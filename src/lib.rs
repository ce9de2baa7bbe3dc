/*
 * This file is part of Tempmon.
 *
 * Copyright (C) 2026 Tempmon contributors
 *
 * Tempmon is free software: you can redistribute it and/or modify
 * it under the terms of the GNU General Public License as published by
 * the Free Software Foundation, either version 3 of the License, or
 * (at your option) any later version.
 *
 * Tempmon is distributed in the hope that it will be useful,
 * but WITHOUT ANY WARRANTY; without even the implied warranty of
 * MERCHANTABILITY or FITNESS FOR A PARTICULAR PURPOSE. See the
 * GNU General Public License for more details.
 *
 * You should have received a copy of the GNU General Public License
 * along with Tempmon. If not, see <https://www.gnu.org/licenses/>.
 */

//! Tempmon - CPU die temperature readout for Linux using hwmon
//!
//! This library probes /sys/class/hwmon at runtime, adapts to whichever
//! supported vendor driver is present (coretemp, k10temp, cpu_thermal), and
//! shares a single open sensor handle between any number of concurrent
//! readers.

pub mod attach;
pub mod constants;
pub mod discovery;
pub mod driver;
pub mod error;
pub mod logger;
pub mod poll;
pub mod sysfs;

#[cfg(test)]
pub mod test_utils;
==
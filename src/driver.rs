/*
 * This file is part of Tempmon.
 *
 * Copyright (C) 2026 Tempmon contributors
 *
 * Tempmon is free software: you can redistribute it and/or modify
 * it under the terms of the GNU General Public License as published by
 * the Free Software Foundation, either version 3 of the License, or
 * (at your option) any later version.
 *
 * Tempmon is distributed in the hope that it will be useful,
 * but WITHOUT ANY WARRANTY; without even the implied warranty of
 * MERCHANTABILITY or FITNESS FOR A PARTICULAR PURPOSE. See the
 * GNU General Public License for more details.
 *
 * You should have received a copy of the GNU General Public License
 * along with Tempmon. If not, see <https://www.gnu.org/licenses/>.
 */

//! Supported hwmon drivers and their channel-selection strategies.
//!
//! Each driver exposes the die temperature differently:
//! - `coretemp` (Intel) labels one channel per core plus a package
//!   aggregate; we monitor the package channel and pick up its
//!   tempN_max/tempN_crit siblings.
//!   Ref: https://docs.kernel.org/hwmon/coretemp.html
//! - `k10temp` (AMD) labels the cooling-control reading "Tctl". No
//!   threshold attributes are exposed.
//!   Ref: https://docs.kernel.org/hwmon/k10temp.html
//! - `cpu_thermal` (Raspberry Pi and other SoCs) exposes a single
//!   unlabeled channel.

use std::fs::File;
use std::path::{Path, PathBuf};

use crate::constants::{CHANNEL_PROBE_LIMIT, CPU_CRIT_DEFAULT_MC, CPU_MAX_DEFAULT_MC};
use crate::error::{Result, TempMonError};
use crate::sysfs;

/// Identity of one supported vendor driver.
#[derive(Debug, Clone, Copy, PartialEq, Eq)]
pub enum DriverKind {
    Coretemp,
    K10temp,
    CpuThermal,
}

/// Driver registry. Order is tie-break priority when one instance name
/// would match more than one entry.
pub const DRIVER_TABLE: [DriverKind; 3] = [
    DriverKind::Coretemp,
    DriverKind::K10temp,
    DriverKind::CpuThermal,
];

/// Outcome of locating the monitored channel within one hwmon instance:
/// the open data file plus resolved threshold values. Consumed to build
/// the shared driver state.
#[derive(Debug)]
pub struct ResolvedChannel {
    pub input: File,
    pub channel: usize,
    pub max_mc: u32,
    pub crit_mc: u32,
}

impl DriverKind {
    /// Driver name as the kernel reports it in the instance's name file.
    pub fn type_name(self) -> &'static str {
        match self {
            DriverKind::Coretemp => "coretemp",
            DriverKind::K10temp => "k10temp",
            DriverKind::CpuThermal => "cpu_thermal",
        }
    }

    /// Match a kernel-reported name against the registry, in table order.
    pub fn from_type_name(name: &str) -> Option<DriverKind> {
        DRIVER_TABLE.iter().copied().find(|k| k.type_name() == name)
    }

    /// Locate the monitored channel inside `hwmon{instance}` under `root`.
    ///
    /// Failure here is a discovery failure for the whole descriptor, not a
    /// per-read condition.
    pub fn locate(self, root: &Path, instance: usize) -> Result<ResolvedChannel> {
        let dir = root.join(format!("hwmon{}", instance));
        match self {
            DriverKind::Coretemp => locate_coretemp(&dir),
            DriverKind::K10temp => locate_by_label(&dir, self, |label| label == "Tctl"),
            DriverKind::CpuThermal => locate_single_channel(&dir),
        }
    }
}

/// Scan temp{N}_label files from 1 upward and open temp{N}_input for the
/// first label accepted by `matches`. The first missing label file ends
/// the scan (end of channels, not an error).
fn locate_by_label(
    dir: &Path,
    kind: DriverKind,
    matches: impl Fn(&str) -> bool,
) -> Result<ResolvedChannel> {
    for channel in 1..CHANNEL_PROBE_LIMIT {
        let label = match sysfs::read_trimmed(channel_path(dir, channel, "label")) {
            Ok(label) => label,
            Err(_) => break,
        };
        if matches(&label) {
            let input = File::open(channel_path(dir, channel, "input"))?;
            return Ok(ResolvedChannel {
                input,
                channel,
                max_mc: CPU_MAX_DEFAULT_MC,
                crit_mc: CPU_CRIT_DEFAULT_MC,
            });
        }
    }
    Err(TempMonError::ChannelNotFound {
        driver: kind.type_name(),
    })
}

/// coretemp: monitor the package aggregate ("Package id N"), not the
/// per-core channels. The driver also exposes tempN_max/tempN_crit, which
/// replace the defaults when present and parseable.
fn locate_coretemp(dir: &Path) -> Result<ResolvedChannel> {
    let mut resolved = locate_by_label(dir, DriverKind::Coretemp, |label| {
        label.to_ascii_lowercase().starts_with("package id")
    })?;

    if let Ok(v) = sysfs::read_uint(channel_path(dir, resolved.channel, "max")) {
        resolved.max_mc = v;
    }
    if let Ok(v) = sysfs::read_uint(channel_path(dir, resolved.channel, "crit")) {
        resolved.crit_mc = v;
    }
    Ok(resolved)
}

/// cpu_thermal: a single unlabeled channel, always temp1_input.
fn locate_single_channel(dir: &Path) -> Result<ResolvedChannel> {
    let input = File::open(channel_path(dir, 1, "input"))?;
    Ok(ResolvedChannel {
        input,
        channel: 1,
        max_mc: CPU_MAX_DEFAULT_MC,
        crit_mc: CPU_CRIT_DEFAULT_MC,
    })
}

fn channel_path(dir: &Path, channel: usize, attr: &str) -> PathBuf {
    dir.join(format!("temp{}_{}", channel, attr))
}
--
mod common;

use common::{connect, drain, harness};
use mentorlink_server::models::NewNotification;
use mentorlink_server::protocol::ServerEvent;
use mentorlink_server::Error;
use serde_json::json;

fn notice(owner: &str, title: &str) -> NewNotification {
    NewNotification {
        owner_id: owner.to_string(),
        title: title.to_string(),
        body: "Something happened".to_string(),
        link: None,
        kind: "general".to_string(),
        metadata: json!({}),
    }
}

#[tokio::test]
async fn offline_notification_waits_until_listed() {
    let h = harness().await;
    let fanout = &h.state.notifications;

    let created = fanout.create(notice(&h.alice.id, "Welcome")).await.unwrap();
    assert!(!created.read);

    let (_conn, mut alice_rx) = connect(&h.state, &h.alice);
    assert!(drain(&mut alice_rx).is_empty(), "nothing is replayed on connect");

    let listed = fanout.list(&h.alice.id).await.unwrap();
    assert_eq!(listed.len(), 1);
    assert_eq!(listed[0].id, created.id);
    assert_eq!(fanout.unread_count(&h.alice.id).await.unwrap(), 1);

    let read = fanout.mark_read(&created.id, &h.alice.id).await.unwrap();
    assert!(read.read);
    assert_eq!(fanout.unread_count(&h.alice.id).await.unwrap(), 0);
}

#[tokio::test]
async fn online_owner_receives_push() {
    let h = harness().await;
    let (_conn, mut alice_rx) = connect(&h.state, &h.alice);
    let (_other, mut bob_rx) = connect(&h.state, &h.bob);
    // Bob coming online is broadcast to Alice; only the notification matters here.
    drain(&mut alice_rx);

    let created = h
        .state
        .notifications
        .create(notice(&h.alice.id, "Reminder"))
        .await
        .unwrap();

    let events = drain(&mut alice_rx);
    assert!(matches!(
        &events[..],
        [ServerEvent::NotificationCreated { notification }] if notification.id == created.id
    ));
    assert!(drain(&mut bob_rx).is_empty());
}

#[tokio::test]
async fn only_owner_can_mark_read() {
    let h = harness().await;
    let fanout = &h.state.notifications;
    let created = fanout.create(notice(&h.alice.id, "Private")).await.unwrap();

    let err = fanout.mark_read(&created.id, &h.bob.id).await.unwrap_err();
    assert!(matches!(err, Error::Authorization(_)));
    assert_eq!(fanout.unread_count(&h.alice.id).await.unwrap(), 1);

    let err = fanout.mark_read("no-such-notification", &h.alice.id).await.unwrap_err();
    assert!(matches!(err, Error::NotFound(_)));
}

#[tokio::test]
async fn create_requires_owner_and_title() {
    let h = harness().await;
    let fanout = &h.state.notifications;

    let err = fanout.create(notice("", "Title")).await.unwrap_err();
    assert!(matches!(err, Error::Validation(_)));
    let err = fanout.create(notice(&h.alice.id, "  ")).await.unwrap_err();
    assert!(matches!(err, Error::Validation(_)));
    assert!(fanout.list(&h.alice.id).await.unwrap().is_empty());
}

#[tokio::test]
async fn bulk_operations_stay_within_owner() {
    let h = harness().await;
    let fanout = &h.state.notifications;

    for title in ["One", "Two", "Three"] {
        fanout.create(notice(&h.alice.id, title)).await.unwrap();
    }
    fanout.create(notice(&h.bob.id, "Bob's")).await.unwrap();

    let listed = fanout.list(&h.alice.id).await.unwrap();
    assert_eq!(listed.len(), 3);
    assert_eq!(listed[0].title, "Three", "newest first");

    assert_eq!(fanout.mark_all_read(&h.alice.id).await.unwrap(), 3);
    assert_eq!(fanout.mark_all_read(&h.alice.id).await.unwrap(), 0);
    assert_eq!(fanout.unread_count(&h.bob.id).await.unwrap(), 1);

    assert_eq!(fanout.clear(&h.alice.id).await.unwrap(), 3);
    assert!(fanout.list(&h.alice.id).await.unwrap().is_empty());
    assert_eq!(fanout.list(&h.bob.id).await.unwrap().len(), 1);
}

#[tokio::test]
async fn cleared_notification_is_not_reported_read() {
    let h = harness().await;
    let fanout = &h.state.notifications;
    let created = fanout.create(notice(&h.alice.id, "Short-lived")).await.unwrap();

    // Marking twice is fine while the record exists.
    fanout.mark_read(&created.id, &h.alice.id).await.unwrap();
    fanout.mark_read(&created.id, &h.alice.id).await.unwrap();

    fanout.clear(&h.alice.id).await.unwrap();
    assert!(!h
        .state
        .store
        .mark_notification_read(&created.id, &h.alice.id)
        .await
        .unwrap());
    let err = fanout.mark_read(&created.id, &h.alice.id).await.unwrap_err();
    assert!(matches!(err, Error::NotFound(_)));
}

**WORK ORDER**: This task calls for each line of the material that contains "first".

**WORKED SOLUTION**:
/// first label accepted by `matches`. The first missing label file ends
    assert_eq!(listed[0].title, "Three", "newest first");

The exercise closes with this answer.